I was talking with a few people today about their preference for
metals - silver vs white gold vs yellow gold, and the topic of
rhodium came up. One woman swore up and down that she owns a rhodium
ring that turns her finger green, and views it as a poor choice for
jewelry. I’ve honestly never heard about it doing that, but I also
don’t work with rhodium. I suggested maybe her ring wasn’t plated
right, or that the plating has worn away and the base metal under the
rhodium is what is turning her finger green, but I wanted to check
and see if I was mistaken that it is possible for rhodium to cause a
reaction like that.
It does indeed seem to be an odd claim. There is very little in the
way of rhodium jewellery about but rhodium plated items are very
common, most white gold and bright cut silver is Rh plated. Might she
mean something else or perhaps it is a piece of plated base metal
(copper or brass) that have given her the problems. I have seen a lot
of cheap costume jewellery retailed by the likes of Avon that is Rh
plated copper.
The green colour is normally an oxide or other metal salt deposit on
the sking that gets rubbed in when it causes a reaction and
sensitising to that metal. Nickel and chrome are the commonest green
deposit metals that you should avoid and it used to be common to find
these in plated jewellery. A Ni flash plating is still used
underneath other metals when plating steel (and others) hence the
need for a nickel leak test where there is not an outright ban.

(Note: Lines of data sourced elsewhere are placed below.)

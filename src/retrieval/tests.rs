use std::sync::Arc;
use std::time::Duration;

use super::*;
use crate::audit::GuardrailRule;
use crate::embedding::HashingEmbedder;
use crate::model::{ExtractedMention, MedicineRecord};
use crate::store::InMemoryGroundTruth;
use crate::vectordb::{IndexFault, MockVectorIndex, RawHit};

fn record(id: &str, brand: &str) -> MedicineRecord {
    MedicineRecord {
        id: id.to_string(),
        brand_name: brand.to_string(),
        generic_name: "amoxicillin + clavulanic acid".to_string(),
        official_strength: "500 mg + 125 mg".to_string(),
        form: "tablet".to_string(),
        combination_flag: true,
    }
}

fn retriever(
    index: MockVectorIndex,
    store: InMemoryGroundTruth,
    timeout: Duration,
) -> HybridRetriever<MockVectorIndex, InMemoryGroundTruth> {
    HybridRetriever::new(
        Arc::new(HashingEmbedder::default()),
        Arc::new(index),
        Arc::new(store),
        RetrievalConfig {
            timeout,
            ..RetrievalConfig::default()
        },
    )
}

fn augmentin_625() -> ExtractedMention {
    ExtractedMention::new("Augmentin 625", "augmentin").with_variant("625")
}

#[test]
fn test_has_variant_mismatch() {
    assert!(has_variant_mismatch("Augmentin 375", Some("625")));
    assert!(!has_variant_mismatch("Augmentin 625 Duo", Some("625")));
    assert!(!has_variant_mismatch("Augmentin", Some("625")));
    assert!(!has_variant_mismatch("Augmentin 375", None));
    assert!(!has_variant_mismatch("Augmentin 375", Some("duo")));
    assert!(!has_variant_mismatch("Augmentin 375 625", Some("625")));
}

#[test]
fn test_blend_normalizes_sparse_and_clamps_dense() {
    let hits = vec![
        RawHit::new("a", "crocin").with_scores(1.2, 4.0),
        RawHit::new("b", "crocin").with_scores(-0.3, 2.0),
    ];

    let blended = blend_hits(&hits, None, 0.5, 0.5);

    assert!((blended[0].combined_score - 1.0).abs() < 1e-6);
    assert!((blended[1].combined_score - 0.25).abs() < 1e-6);
}

#[test]
fn test_blend_without_sparse_signal() {
    let hits = vec![RawHit::new("a", "crocin").with_scores(0.8, 0.0)];

    let blended = blend_hits(&hits, None, 0.75, 0.5);

    assert!((blended[0].combined_score - 0.6).abs() < 1e-6);
}

#[test]
fn test_blend_penalizes_variant_mismatch() {
    let hits = vec![RawHit::new("a", "Augmentin 375").with_scores(1.0, 1.0)];

    let blended = blend_hits(&hits, Some("625"), 0.75, 0.5);

    assert!(blended[0].variant_mismatch);
    assert!((blended[0].combined_score - 0.5).abs() < 1e-6);
}

#[tokio::test]
async fn test_sparse_penalty_ranks_mismatched_variant_last() {
    let index = MockVectorIndex::new();
    index.insert_scored("med-375", "Augmentin 375", 0.99, 1.0);
    index.insert_scored("med-625", "Augmentin 625 Duo", 0.80, 2.0);
    let store = InMemoryGroundTruth::new([
        record("med-375", "Augmentin 375"),
        record("med-625", "Augmentin 625 Duo"),
    ]);

    let retrieved = retriever(index, store, Duration::from_secs(1))
        .retrieve(&augmentin_625(), None)
        .await
        .unwrap();

    let ids: Vec<_> = retrieved.candidates.iter().map(|c| c.record.id.as_str()).collect();
    assert_eq!(ids, vec!["med-625", "med-375"]);
    assert!(retrieved.candidates[1].variant_mismatch);
    assert!(retrieved.entries.is_empty());
}

#[tokio::test]
async fn test_ties_break_by_record_id() {
    let index = MockVectorIndex::new();
    index.insert_scored("med-b", "Crocin", 0.9, 0.0);
    index.insert_scored("med-a", "Crocin", 0.9, 0.0);
    let store = InMemoryGroundTruth::new([record("med-a", "Crocin"), record("med-b", "Crocin")]);

    let retrieved = retriever(index, store, Duration::from_secs(1))
        .retrieve(&ExtractedMention::new("crocin", "crocin"), None)
        .await
        .unwrap();

    assert_eq!(retrieved.candidates[0].record.id, "med-a");
    assert_eq!(retrieved.candidates[1].record.id, "med-b");
}

#[tokio::test]
async fn test_prescriber_prior_can_change_ranking() {
    let index = MockVectorIndex::new();
    index.insert_scored("med-a", "Crocin", 0.80, 0.0);
    index.insert_scored("med-b", "Crocin Advance", 0.85, 0.0);
    let store = InMemoryGroundTruth::new([record("med-a", "Crocin"), record("med-b", "Crocin Advance")])
        .with_prior("dr-1", "med-a");
    let retriever = retriever(index, store, Duration::from_secs(1));
    let mention = ExtractedMention::new("crocin", "crocin");

    let without = retriever.retrieve(&mention, None).await.unwrap();
    assert_eq!(without.candidates[0].record.id, "med-b");

    let with = retriever.retrieve(&mention, Some("dr-1")).await.unwrap();
    assert_eq!(with.candidates[0].record.id, "med-a");
    assert!((with.candidates[0].prior_boost - 0.10).abs() < 1e-6);
    assert!((with.candidates[0].combined_score - 0.70).abs() < 1e-5);
    assert_eq!(with.entries[0].rule, GuardrailRule::PrescriberPrior);
}

#[tokio::test]
async fn test_prior_never_lifts_mismatched_variant_above_consistent() {
    let index = MockVectorIndex::new();
    index.insert_scored("med-375", "Augmentin 375", 1.0, 2.0);
    index.insert_scored("med-625", "Augmentin 625 Duo", 0.3, 0.0);
    let store = InMemoryGroundTruth::new([
        record("med-375", "Augmentin 375"),
        record("med-625", "Augmentin 625 Duo"),
    ])
    .with_prior("dr-1", "med-375");

    let retrieved = retriever(index, store, Duration::from_secs(1))
        .retrieve(&augmentin_625(), Some("dr-1"))
        .await
        .unwrap();

    assert_eq!(retrieved.candidates[0].record.id, "med-625");
}

#[tokio::test]
async fn test_missing_record_is_discarded() {
    let index = MockVectorIndex::new();
    index.insert_scored("med-ghost", "Augmentin 625", 0.99, 2.0);
    index.insert_scored("med-625", "Augmentin 625 Duo", 0.80, 2.0);
    let store = InMemoryGroundTruth::new([record("med-625", "Augmentin 625 Duo")]);

    let retrieved = retriever(index, store, Duration::from_secs(1))
        .retrieve(&augmentin_625(), None)
        .await
        .unwrap();

    assert_eq!(retrieved.candidates.len(), 1);
    assert_eq!(retrieved.candidates[0].record.id, "med-625");
    assert_eq!(retrieved.entries[0].rule, GuardrailRule::CandidateDiscarded);
    assert!(retrieved.entries[0].message.ends_with("med-ghost"));
}

#[tokio::test]
async fn test_index_failure_is_unavailable() {
    let index = MockVectorIndex::new();
    index.set_fault(Some(IndexFault::Unavailable));

    let err = retriever(index, InMemoryGroundTruth::default(), Duration::from_secs(1))
        .retrieve(&augmentin_625(), None)
        .await
        .unwrap_err();

    assert!(matches!(err, RetrievalError::Unavailable { .. }));
}

#[tokio::test]
async fn test_index_timeout_is_unavailable() {
    let index = MockVectorIndex::new();
    index.set_fault(Some(IndexFault::Hang));

    let err = retriever(index, InMemoryGroundTruth::default(), Duration::from_millis(20))
        .retrieve(&augmentin_625(), None)
        .await
        .unwrap_err();

    match err {
        RetrievalError::Unavailable { reason } => assert!(reason.contains("timed out")),
        other => panic!("expected Unavailable, got {other:?}"),
    }
}

#[tokio::test]
async fn test_empty_query_text_is_unavailable() {
    let err = retriever(MockVectorIndex::new(), InMemoryGroundTruth::default(), Duration::from_secs(1))
        .retrieve(&ExtractedMention::new("--", ""), None)
        .await
        .unwrap_err();

    assert!(matches!(err, RetrievalError::Unavailable { .. }));
}

#[test]
fn test_config_from_app_config() {
    let config = crate::config::Config {
        hybrid_alpha: 0.4,
        top_k: 9,
        query_timeout: Duration::from_millis(250),
        ..crate::config::Config::default()
    };

    let retrieval = RetrievalConfig::from(&config);

    assert_eq!(retrieval.alpha, 0.4);
    assert_eq!(retrieval.top_k, 9);
    assert_eq!(retrieval.timeout, Duration::from_millis(250));
    assert_eq!(retrieval.prior_boost, crate::constants::PRESCRIBER_PRIOR_BOOST);
}
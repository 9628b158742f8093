//! Contractual JSON shape consumed by the presentation layer.
//!
//! Golden responses are stored in this same shape, so these types both
//! serialize and deserialize.

use serde::{Deserialize, Serialize};

use super::{ExtractedMention, MatchResult, RiskTier};

/// Top-level response for one request.
#[derive(Debug, Clone, PartialEq, Serialize, Deserialize)]
pub struct ExtractionResponse {
    pub medicines: Vec<ProcessedMedicine>,
    /// Pipeline-wide events (workflow, cache short-circuit, fallback activation).
    #[serde(default)]
    pub guardrail_logs: Vec<String>,
}

/// One processed mention.
#[derive(Debug, Clone, PartialEq, Serialize, Deserialize)]
pub struct ProcessedMedicine {
    pub original_raw_input: String,
    pub extracted: ExtractedMention,
    /// `None` when no ground-truth record could be resolved.
    pub matched_medicine: Option<MatchedMedicine>,
    pub manual_review_required: bool,
    #[serde(default)]
    pub guardrail_logs: Vec<String>,
}

/// Ground-truth record plus the scoring outcome for it.
#[derive(Debug, Clone, PartialEq, Serialize, Deserialize)]
pub struct MatchedMedicine {
    pub id: String,
    pub brand_name: String,
    pub generic_name: String,
    pub official_strength: String,
    pub form: String,
    pub combination_flag: bool,
    pub final_similarity_score: f32,
    pub risk_classification: RiskTier,
    pub clinical_risk_tier: RiskTier,
    pub manual_review_required: bool,
}

impl ProcessedMedicine {
    /// Entry for a mention that no ground-truth record could be resolved for.
    pub fn unmatched(extracted: ExtractedMention, guardrail_logs: Vec<String>) -> Self {
        Self {
            original_raw_input: extracted.raw_input.clone(),
            extracted,
            matched_medicine: None,
            manual_review_required: true,
            guardrail_logs,
        }
    }
}

impl From<MatchResult> for ProcessedMedicine {
    fn from(result: MatchResult) -> Self {
        let record = result.matched_record();
        let matched = MatchedMedicine {
            id: record.id.clone(),
            brand_name: record.brand_name.clone(),
            generic_name: record.generic_name.clone(),
            official_strength: result.strength().to_string(),
            form: record.form.clone(),
            combination_flag: record.combination_flag,
            final_similarity_score: result.final_similarity_score(),
            risk_classification: result.risk_classification(),
            clinical_risk_tier: result.clinical_risk_tier(),
            manual_review_required: result.manual_review_required(),
        };

        Self {
            original_raw_input: result.extracted().raw_input.clone(),
            extracted: result.extracted().clone(),
            matched_medicine: Some(matched),
            manual_review_required: result.manual_review_required(),
            guardrail_logs: result.guardrail_logs().to_vec(),
        }
    }
}

impl ExtractionResponse {
    /// Returns `true` if any entry needs a pharmacist's review.
    pub fn requires_manual_review(&self) -> bool {
        self.medicines.iter().any(|m| m.manual_review_required)
    }
}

If I remember my flame tests from Chemistry, the flame for Rhodium
is a reddish brown. Given the ladies finger is turning green, it would
be to me, that she is being exposed to copper. I would have her take
it in to a jeweler than can test the ring.
Thanks everyone, I passed the on to her and suggested
she see about replacing or returning the ring from the company she
ordered it from. I haven’t seen the ring in person to look it over or
test it for her, but my guess is that it’s not plated correctly.